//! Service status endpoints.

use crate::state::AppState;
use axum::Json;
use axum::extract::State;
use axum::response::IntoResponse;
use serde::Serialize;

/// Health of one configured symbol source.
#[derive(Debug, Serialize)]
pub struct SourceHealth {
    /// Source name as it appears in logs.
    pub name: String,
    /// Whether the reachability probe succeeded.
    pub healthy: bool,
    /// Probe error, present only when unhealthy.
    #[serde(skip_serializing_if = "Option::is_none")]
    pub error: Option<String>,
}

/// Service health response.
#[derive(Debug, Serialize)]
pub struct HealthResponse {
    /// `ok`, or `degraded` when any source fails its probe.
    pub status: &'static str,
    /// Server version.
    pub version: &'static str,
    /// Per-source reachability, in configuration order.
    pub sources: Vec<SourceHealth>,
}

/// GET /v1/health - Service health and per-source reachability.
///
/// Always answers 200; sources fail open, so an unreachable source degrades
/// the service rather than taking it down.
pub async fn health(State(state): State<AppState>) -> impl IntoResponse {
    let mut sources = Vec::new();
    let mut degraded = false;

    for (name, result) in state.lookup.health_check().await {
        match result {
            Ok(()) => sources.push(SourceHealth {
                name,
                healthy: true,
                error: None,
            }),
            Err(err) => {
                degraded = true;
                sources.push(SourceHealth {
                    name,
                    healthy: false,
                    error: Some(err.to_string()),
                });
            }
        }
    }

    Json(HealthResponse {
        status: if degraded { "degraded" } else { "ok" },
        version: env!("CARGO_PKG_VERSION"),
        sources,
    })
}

---

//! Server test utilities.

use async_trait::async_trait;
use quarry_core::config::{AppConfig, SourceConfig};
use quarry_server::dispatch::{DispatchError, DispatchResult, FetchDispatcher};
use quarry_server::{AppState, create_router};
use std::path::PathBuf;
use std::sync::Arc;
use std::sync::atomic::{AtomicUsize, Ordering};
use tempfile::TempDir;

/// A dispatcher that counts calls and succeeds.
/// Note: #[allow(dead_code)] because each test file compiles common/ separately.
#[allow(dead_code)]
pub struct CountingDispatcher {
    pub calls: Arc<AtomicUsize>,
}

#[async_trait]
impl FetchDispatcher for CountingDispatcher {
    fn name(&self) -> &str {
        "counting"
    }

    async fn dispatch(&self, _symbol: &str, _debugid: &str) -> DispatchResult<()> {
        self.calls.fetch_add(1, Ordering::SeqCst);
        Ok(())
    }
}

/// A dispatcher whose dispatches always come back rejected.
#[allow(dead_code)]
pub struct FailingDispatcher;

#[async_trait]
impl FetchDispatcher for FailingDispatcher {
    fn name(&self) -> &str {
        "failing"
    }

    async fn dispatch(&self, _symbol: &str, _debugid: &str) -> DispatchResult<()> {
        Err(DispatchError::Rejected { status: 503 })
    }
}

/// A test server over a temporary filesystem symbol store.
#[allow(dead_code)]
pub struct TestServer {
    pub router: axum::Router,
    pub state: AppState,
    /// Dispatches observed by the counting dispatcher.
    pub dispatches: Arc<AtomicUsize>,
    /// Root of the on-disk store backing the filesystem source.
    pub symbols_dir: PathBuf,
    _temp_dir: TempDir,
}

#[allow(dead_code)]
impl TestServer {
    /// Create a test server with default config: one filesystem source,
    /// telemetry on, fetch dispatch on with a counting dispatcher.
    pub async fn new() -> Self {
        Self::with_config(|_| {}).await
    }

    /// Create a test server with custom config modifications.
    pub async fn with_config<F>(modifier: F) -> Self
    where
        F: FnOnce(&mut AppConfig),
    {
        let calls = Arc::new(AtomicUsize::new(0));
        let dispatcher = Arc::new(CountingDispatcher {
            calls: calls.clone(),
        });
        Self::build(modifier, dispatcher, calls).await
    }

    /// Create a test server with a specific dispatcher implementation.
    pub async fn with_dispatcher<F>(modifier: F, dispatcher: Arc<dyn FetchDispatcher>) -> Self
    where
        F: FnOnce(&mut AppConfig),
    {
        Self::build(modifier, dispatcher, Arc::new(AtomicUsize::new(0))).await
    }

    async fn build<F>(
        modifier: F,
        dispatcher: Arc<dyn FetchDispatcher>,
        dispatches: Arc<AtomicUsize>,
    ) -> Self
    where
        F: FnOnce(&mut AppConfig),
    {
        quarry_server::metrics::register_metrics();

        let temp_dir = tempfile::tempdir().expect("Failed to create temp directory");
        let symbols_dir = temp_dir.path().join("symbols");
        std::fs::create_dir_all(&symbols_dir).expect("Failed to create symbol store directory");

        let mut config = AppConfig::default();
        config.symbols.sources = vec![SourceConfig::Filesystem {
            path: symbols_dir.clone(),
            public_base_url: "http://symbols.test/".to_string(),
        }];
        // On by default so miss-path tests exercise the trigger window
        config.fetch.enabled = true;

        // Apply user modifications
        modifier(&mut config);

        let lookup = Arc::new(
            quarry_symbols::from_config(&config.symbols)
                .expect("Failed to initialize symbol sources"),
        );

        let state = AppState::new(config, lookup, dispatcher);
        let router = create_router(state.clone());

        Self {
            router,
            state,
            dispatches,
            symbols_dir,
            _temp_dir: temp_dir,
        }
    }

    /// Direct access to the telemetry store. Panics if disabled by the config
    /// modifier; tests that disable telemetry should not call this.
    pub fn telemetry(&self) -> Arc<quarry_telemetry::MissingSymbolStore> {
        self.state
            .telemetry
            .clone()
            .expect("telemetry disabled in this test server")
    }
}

...

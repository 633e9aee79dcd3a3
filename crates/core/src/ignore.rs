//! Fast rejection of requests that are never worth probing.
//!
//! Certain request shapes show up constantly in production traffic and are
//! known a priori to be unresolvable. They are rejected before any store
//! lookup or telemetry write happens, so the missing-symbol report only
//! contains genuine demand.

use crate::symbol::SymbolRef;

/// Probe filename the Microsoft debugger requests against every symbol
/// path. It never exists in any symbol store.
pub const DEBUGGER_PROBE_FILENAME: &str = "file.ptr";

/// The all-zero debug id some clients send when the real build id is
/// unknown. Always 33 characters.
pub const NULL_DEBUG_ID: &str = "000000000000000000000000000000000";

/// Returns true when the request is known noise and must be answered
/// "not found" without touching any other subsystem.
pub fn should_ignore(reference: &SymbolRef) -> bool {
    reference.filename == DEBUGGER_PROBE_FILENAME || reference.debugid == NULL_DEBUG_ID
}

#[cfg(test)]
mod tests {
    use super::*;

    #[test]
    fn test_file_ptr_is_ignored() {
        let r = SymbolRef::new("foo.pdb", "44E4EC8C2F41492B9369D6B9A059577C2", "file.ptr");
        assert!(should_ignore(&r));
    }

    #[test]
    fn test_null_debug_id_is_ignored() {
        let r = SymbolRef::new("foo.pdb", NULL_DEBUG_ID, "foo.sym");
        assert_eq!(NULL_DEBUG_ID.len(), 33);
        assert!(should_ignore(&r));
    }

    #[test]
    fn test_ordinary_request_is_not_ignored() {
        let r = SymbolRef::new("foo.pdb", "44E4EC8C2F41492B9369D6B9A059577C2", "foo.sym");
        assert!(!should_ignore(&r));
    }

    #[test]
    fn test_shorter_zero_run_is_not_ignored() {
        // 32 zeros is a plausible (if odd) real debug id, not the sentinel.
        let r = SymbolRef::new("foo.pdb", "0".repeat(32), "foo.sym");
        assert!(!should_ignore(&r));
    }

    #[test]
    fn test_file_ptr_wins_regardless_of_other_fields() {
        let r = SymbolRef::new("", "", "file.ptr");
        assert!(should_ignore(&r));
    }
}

- **YOUR TASK**:
Reply with the number of lines in the material above that contain "AppState", and nothing more.

- **OUTPUT OF THE EXERCISE**:
5